### Work item
Transcribe exactly the lines from the one containing "assert_eq!(cli.and_then(|c| c.lon), Some(-97.7));" through the end of the entries, including both the first and the last, and nothing else.

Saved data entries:

####

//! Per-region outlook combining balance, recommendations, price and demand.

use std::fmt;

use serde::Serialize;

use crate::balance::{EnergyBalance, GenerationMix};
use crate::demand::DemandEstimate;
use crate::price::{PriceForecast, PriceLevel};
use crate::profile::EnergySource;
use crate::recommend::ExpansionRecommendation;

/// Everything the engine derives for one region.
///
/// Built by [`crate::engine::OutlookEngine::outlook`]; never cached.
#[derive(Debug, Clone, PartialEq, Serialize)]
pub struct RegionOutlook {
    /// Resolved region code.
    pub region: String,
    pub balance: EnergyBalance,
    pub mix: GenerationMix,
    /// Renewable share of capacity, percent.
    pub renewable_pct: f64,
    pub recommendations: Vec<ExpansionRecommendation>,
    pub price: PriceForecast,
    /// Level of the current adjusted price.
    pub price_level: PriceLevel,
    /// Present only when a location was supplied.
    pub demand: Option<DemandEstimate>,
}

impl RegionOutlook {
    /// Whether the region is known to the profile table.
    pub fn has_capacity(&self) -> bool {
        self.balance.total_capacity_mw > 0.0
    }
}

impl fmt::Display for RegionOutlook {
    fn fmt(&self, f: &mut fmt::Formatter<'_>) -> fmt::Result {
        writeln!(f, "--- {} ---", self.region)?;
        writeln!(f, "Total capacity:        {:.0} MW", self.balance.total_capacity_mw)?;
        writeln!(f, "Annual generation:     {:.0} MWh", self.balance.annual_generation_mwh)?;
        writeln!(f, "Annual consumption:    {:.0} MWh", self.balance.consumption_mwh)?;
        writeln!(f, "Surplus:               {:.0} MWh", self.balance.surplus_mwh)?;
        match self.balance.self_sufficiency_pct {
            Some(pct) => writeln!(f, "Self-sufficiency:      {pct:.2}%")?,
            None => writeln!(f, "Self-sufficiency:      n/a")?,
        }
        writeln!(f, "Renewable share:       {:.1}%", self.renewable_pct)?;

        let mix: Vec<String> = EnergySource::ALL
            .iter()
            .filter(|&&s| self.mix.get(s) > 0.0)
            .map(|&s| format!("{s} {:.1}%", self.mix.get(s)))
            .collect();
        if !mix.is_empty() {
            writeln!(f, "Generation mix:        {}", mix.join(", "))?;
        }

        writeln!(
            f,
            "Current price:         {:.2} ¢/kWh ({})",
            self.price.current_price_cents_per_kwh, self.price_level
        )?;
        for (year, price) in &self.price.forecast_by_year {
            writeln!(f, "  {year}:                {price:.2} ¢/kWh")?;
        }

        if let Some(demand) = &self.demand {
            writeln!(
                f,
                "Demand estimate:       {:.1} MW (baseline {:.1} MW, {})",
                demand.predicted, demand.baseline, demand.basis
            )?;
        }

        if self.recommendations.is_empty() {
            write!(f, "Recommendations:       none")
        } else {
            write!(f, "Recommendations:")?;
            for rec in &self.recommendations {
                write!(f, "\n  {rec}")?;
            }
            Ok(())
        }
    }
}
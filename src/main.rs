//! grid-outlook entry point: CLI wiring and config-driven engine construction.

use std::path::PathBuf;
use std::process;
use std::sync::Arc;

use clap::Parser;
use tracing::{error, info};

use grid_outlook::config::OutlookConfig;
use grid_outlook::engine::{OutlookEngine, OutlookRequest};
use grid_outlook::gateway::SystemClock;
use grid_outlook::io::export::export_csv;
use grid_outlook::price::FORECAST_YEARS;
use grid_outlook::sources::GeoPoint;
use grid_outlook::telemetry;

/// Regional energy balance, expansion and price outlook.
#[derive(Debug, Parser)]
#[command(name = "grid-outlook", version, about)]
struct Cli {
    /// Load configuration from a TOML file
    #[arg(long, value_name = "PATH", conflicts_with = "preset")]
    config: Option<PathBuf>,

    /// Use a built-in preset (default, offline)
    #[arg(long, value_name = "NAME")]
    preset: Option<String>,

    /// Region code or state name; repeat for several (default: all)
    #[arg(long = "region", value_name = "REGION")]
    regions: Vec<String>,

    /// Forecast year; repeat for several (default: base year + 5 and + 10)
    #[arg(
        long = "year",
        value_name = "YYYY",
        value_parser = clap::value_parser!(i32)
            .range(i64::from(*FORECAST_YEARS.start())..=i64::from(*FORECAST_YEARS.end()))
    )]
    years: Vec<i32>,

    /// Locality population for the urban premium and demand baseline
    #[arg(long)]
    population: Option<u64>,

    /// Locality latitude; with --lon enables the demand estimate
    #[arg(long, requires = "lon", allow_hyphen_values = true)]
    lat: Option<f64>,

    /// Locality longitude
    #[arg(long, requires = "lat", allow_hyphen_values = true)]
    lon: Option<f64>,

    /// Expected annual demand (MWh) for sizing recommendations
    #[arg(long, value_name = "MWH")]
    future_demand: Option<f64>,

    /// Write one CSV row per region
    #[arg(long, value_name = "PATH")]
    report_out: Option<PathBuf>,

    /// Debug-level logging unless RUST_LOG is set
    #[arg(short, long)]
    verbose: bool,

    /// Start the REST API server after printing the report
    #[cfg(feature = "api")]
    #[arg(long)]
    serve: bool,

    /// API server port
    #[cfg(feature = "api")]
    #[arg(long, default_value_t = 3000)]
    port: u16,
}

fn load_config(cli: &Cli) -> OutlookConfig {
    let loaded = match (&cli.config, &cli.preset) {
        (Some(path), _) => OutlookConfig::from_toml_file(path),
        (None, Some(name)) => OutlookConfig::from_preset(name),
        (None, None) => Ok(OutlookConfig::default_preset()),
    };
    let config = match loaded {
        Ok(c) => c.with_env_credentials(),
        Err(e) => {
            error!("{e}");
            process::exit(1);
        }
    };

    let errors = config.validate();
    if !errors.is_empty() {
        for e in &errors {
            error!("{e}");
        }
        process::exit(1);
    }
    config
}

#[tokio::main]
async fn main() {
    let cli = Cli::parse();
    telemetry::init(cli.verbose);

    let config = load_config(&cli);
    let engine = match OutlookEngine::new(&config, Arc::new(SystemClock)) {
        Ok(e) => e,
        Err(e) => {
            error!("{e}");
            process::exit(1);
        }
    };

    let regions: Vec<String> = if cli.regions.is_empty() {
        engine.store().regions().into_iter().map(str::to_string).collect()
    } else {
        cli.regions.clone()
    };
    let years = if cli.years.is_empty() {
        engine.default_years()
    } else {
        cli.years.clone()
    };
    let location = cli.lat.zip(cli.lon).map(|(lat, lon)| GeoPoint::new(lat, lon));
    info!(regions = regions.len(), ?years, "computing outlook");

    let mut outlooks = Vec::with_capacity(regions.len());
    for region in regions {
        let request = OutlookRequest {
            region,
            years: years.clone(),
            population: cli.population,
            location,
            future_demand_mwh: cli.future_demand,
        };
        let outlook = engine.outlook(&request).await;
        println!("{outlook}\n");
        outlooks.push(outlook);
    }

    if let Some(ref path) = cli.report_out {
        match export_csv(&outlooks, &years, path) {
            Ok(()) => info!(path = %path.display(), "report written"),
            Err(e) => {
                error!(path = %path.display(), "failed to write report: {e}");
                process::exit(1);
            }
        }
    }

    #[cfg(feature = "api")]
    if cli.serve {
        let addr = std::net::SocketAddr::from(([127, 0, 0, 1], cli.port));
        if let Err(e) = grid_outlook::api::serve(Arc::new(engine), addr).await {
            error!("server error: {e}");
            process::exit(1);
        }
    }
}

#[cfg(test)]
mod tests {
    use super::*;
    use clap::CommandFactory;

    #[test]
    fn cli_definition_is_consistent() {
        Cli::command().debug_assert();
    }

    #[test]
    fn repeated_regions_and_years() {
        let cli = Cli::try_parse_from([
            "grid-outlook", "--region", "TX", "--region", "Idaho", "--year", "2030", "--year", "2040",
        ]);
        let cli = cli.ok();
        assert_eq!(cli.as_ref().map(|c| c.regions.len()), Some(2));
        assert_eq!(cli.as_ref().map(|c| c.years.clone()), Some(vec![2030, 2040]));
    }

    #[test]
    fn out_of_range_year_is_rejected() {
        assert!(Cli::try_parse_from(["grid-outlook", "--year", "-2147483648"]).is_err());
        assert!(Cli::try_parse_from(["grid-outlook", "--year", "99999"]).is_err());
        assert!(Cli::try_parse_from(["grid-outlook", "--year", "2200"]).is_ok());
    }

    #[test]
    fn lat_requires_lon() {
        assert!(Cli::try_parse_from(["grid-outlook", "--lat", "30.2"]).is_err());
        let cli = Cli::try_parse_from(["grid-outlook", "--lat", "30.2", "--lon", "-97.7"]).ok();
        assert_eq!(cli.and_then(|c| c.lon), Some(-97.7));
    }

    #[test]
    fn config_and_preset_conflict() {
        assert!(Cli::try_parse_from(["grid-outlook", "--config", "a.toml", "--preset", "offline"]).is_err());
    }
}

####

### Reply
        assert_eq!(cli.and_then(|c| c.lon), Some(-97.7));
    }

    #[test]
    fn config_and_preset_conflict() {
        assert!(Cli::try_parse_from(["grid-outlook", "--config", "a.toml", "--preset", "offline"]).is_err());
    }
}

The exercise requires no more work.